I don’t want to pontificate or lecture this morning but I do have to cite the 2006 FBI report about how the culture and organizations of white supremacy had heavily infiltrated law enforcement nationally. It stated that if this was not addressed, it would eventually present a danger to our national security. Well, it wasn’t taken care of then and now does seem to present a real danger. There are a ridiculously high number of examples of the brutality that is being protested just from the protests alone, when they must know that the eyes of the world are on them.

Maybe an unrelenting presence on the streets will finally bring about the change that is so needed.

Maybe that time is now, finally. Not somewhere down the road.

I do want to pose a question to the few of you who might read this who find themselves getting angry at the protests and the protesters. I am not talking about the looters. Looting and protesting are two separate entities, just like the difference between proper policing and police brutality– one is legal and one is criminal.
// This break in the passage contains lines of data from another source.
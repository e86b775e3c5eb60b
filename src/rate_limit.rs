//! Spacing between requests to the translation service.

use futures::future::BoxFuture;
use futures::FutureExt;
use std::sync::Mutex;
use std::time::Duration;
use tokio::time::{sleep_until, Instant};

/// Gate awaited before every request to the translation service.
pub trait RateLimiter: Send + Sync {
    fn acquire(&self) -> BoxFuture<'_, ()>;
}

/// Lets one request through per `interval`.
///
/// The first acquire never waits; each later one waits until `interval` has
/// elapsed since the previous acquire returned.
#[derive(Debug)]
pub struct MinInterval {
    interval: Duration,
    last: Mutex<Option<Instant>>,
}

impl MinInterval {
    pub fn new(interval: Duration) -> Self {
        Self {
            interval,
            last: Mutex::new(None),
        }
    }

    pub fn interval(&self) -> Duration {
        self.interval
    }

    /// Reserve the next slot and return when it opens.
    fn reserve(&self) -> Instant {
        let mut last = self.last.lock().unwrap_or_else(|e| e.into_inner());
        let now = Instant::now();
        let slot = match *last {
            Some(previous) => (previous + self.interval).max(now),
            None => now,
        };
        *last = Some(slot);
        slot
    }
}

impl Default for MinInterval {
    fn default() -> Self {
        Self::new(Duration::from_millis(150))
    }
}

impl RateLimiter for MinInterval {
    fn acquire(&self) -> BoxFuture<'_, ()> {
        let slot = self.reserve();
        sleep_until(slot).boxed()
    }
}

/// Never waits.
#[derive(Debug, Default, Clone, Copy)]
pub struct Unlimited;

impl RateLimiter for Unlimited {
    fn acquire(&self) -> BoxFuture<'_, ()> {
        futures::future::ready(()).boxed()
    }
}

#[cfg(test)]
mod tests {
    use super::*;

    #[tokio::test(start_paused = true)]
    async fn test_first_acquire_does_not_wait() {
        let limiter = MinInterval::new(Duration::from_millis(150));
        let start = Instant::now();

        limiter.acquire().await;
        assert_eq!(start.elapsed(), Duration::ZERO);
    }

    #[tokio::test(start_paused = true)]
    async fn test_consecutive_acquires_are_spaced() {
        let limiter = MinInterval::new(Duration::from_millis(150));
        let start = Instant::now();

        limiter.acquire().await;
        limiter.acquire().await;
        limiter.acquire().await;

        assert_eq!(start.elapsed(), Duration::from_millis(300));
    }

    #[tokio::test(start_paused = true)]
    async fn test_idle_time_counts_toward_interval() {
        let limiter = MinInterval::new(Duration::from_millis(150));

        limiter.acquire().await;
        tokio::time::sleep(Duration::from_millis(400)).await;

        let before = Instant::now();
        limiter.acquire().await;
        assert_eq!(before.elapsed(), Duration::ZERO);
    }

    #[tokio::test(start_paused = true)]
    async fn test_unlimited_never_waits() {
        let start = Instant::now();
        for _ in 0..10 {
            Unlimited.acquire().await;
        }
        assert_eq!(start.elapsed(), Duration::ZERO);
    }

    #[test]
    fn test_default_interval() {
        assert_eq!(MinInterval::default().interval(), Duration::from_millis(150));
    }
}
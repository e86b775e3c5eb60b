//! Languages known to the overlay.
//!
//! # Architecture
//!
//! - `registry`: Single source of truth for all supported languages and their metadata
//! - `language`: Validated `Language` handle, including the base language
//! - `metrics`: Translation counters shared by every overlay instance
//!
//! # Example
//!
//! ```rust
//! use page_translator::i18n::{Language, LanguageRegistry};
//!
//! let base = Language::base();
//! assert!(base.is_base());
//!
//! let english = Language::from_code("en").unwrap();
//! assert!(!english.is_base());
//!
//! assert!(!LanguageRegistry::get().list_enabled().is_empty());
//! ```

mod language;
mod metrics;
mod registry;

pub use language::{Language, LanguageError};
pub use metrics::{MetricsReport, TranslationMetrics};
pub use registry::{LanguageConfig, LanguageRegistry};
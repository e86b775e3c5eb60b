//! Collects the translatable text units of the current tree snapshot.

use crate::document::{Container, TextSource, UnitRef};
use crate::eligibility::is_eligible;
use tracing::debug;

/// Containers whose text is code or markup, never content.
pub const SKIPPED_TAGS: &[&str] = &["script", "style", "code", "pre", "noscript", "textarea"];

/// Class that opts a container's text out of translation.
pub const OPT_OUT_CLASS: &str = "notranslate";

/// Attribute that opts a container's text out of translation, whatever its value.
pub const OPT_OUT_ATTRIBUTE: &str = "data-no-translate";

/// One translatable leaf and the text it currently shows.
#[derive(Debug, Clone, PartialEq, Eq)]
pub struct TextUnit {
    pub unit: UnitRef,
    pub text: String,
}

/// Whether the text directly inside `container` must be left alone.
pub fn is_excluded_container(container: &Container) -> bool {
    let tag_skipped = SKIPPED_TAGS
        .iter()
        .any(|tag| container.tag.eq_ignore_ascii_case(tag));

    tag_skipped
        || container.has_class(OPT_OUT_CLASS)
        || container.attribute(OPT_OUT_ATTRIBUTE).is_some()
        || container
            .attribute("translate")
            .is_some_and(|value| value.eq_ignore_ascii_case("no"))
}

/// Eligible text units in document order.
///
/// A source that cannot be traversed yields no units.
pub fn collect(source: &dyn TextSource) -> Vec<TextUnit> {
    let leaves = match source.collect_leaves() {
        Ok(leaves) => leaves,
        Err(e) => {
            debug!("Text collection skipped: {}", e);
            return Vec::new();
        }
    };

    leaves
        .into_iter()
        .filter(|leaf| !is_excluded_container(&leaf.container))
        .filter(|leaf| is_eligible(&leaf.text))
        .map(|leaf| TextUnit {
            unit: leaf.unit,
            text: leaf.text,
        })
        .collect()
}
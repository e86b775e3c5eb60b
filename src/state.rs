//! The active language of an overlay.

use crate::i18n::Language;
use tokio::sync::watch;

/// Holds the active language and lets reactive callers follow changes.
///
/// Only the overlay's `change_language` writes it.
#[derive(Debug)]
pub struct LanguageState {
    sender: watch::Sender<Language>,
}

impl LanguageState {
    pub fn new(initial: Language) -> Self {
        let (sender, _) = watch::channel(initial);
        Self { sender }
    }

    pub fn current(&self) -> Language {
        *self.sender.borrow()
    }

    /// A receiver that sees every subsequent change.
    pub fn subscribe(&self) -> watch::Receiver<Language> {
        self.sender.subscribe()
    }

    /// Returns `false` (and notifies nobody) if `language` is already active.
    pub(crate) fn set(&self, language: Language) -> bool {
        self.sender.send_if_modified(|current| {
            if *current == language {
                false
            } else {
                *current = language;
                true
            }
        })
    }
}

impl Default for LanguageState {
    fn default() -> Self {
        Self::new(Language::base())
    }
}
use crate::config::Config;
use crate::i18n::Language;
use crate::retry::{with_retry_if, RetryConfig};
use futures::future::BoxFuture;
use futures::FutureExt;
use serde::Deserialize;
use thiserror::Error;
use tracing::debug;

/// Failure of a single translation request
#[derive(Debug, Error)]
pub enum TranslateError {
    #[error("failed to send translation request: {0}")]
    Http(#[from] reqwest::Error),

    #[error("translation API error ({status}): {body}")]
    Status {
        status: reqwest::StatusCode,
        body: String,
    },

    #[error("failed to parse translation response: {0}")]
    Decode(String),
}

impl TranslateError {
    /// Rate limiting, server errors and transport failures are worth retrying.
    /// Other client errors and malformed bodies are not.
    pub fn is_retryable(&self) -> bool {
        match self {
            TranslateError::Http(_) => true,
            TranslateError::Status { status, .. } => {
                *status == reqwest::StatusCode::TOO_MANY_REQUESTS || status.is_server_error()
            }
            TranslateError::Decode(_) => false,
        }
    }
}

/// External text-translation service
pub trait Translator: Send + Sync {
    /// Translate `text` from `source` into `target`.
    ///
    /// `Ok(None)` means the service had nothing to offer (no translation, or
    /// one identical to the input); callers leave the text as it is.
    fn translate<'a>(
        &'a self,
        text: &'a str,
        source: Language,
        target: Language,
    ) -> BoxFuture<'a, Result<Option<String>, TranslateError>>;
}

#[derive(Debug, Deserialize)]
struct TranslateResponse {
    #[serde(rename = "responseData")]
    response_data: Option<ResponseData>,
}

#[derive(Debug, Deserialize)]
struct ResponseData {
    #[serde(rename = "translatedText")]
    translated_text: Option<String>,
}

/// Keep a translation only if it is non-empty and differs from the input
fn meaningful_translation(original: &str, translated: Option<String>) -> Option<String> {
    translated
        .map(|t| t.trim().to_string())
        .filter(|t| !t.is_empty() && t != original.trim())
}

/// Client for a MyMemory-style `GET ?q=&langpair=` translation endpoint
#[derive(Debug, Clone)]
pub struct MyMemoryClient {
    client: reqwest::Client,
    api_url: String,
    retry: RetryConfig,
}

impl MyMemoryClient {
    pub fn new(client: reqwest::Client, api_url: impl Into<String>) -> Self {
        Self {
            client,
            api_url: api_url.into(),
            retry: RetryConfig::single_attempt(),
        }
    }

    /// Build a client with the configured endpoint, timeout and retry policy
    pub fn from_config(config: &Config) -> Result<Self, TranslateError> {
        let mut builder = reqwest::Client::builder();
        if let Some(timeout) = config.request_timeout {
            builder = builder.timeout(timeout);
        }

        let retry = if config.max_attempts > 1 {
            RetryConfig::translation(config.max_attempts)
        } else {
            RetryConfig::single_attempt()
        };

        Ok(Self::new(builder.build()?, &config.translate_api_url).with_retry(retry))
    }

    pub fn with_retry(mut self, retry: RetryConfig) -> Self {
        self.retry = retry;
        self
    }

    pub fn api_url(&self) -> &str {
        &self.api_url
    }

    /// Translate a single text
    pub async fn translate_text(
        &self,
        text: &str,
        source: Language,
        target: Language,
    ) -> Result<Option<String>, TranslateError> {
        if source == target {
            return Ok(None);
        }

        let langpair = target.langpair_from(source);

        with_retry_if(
            &self.retry,
            &format!("Translation to {}", target.name()),
            || self.request(text, &langpair),
            TranslateError::is_retryable,
        )
        .await
    }

    async fn request(&self, text: &str, langpair: &str) -> Result<Option<String>, TranslateError> {
        let response = self
            .client
            .get(&self.api_url)
            .query(&[("q", text), ("langpair", langpair)])
            .send()
            .await?;

        let status = response.status();
        let body = response.text().await?;

        if !status.is_success() {
            return Err(TranslateError::Status { status, body });
        }

        let parsed: TranslateResponse =
            serde_json::from_str(&body).map_err(|e| TranslateError::Decode(e.to_string()))?;

        let translated = parsed.response_data.and_then(|data| data.translated_text);
        let translated = meaningful_translation(text, translated);
        if translated.is_none() {
            debug!("No translation returned for {:?} ({})", text, langpair);
        }

        Ok(translated)
    }
}

impl Translator for MyMemoryClient {
    fn translate<'a>(
        &'a self,
        text: &'a str,
        source: Language,
        target: Language,
    ) -> BoxFuture<'a, Result<Option<String>, TranslateError>> {
        self.translate_text(text, source, target).boxed()
    }
}
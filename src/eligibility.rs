//! Decides whether a piece of rendered text is translatable content.

use regex::Regex;
use std::sync::OnceLock;

/// Trimmed texts with fewer characters than this are never translated.
pub const MIN_TEXT_LENGTH: usize = 2;

/// Literal strings that are never sent for translation.
///
/// Brand tokens, rating strings and icon-component names that leak into the
/// rendered text.
pub const DENYLIST: &[&str] = &[
    // Brands
    "PayPal",
    "Visa",
    "Mastercard",
    "Stripe",
    "Apple Pay",
    "Google Pay",
    "WhatsApp",
    "Instagram",
    "Facebook",
    "TikTok",
    "YouTube",
    // Greetings left as authored
    "Hi",
    // Ratings
    "★",
    "★★★★★",
    "☆☆☆☆☆",
    "5/5",
    "4.5/5",
    "4/5",
    "5.0",
    "4.5",
    // Icon components
    "ChevronRight",
    "ChevronLeft",
    "ChevronDown",
    "ChevronUp",
    "ShoppingCart",
    "ShoppingBag",
    "ArrowRight",
    "ArrowLeft",
    "StarIcon",
    "HeartIcon",
    "MenuIcon",
    "CloseIcon",
    "SearchIcon",
    "UserIcon",
];

fn numeric_regex() -> &'static Regex {
    static NUMERIC: OnceLock<Regex> = OnceLock::new();
    NUMERIC.get_or_init(|| Regex::new(r"^\d+$").expect("numeric pattern is valid"))
}

fn letter_regex() -> &'static Regex {
    static LETTER: OnceLock<Regex> = OnceLock::new();
    LETTER.get_or_init(|| Regex::new(r"[a-zA-ZÀ-ÿ]").expect("letter pattern is valid"))
}

/// Returns `true` when `text` should be translated.
///
/// Rejects, in order: empty or too-short text, denylisted literals, pure
/// numbers, anything containing `@`, and anything starting with `http`.
/// Whatever remains must contain at least one ASCII or Latin-1 letter.
pub fn is_eligible(text: &str) -> bool {
    let trimmed = text.trim();

    if trimmed.chars().count() < MIN_TEXT_LENGTH {
        return false;
    }

    if DENYLIST.contains(&trimmed) {
        return false;
    }

    if numeric_regex().is_match(trimmed) {
        return false;
    }

    if trimmed.contains('@') {
        return false;
    }

    if trimmed.starts_with("http") {
        return false;
    }

    letter_regex().is_match(trimmed)
}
I am just talking about their demands for change.

What about this makes you angry? Ask yourself why is this so.

Okay, for this week’s Sunday morning music I am going back to 1988  to hear Tracy Chapman sing her Talkin’ Bout a Revolution. I saw her perform this at an Amnesty International show at JFK Stadium in Philadelphia back in 1988. On a night that saw memorable performances from big names like Peter Gabriel, Sting (with Branford Marsalis) and Bruce Springsteen and the E Street Band, it was Tracy Chapman’s simple performance with her guitar and potent voice and message in front of 75,000 people that made the biggest impression on me.

Give a listen. Have a good day and let’s keep moving towards something better.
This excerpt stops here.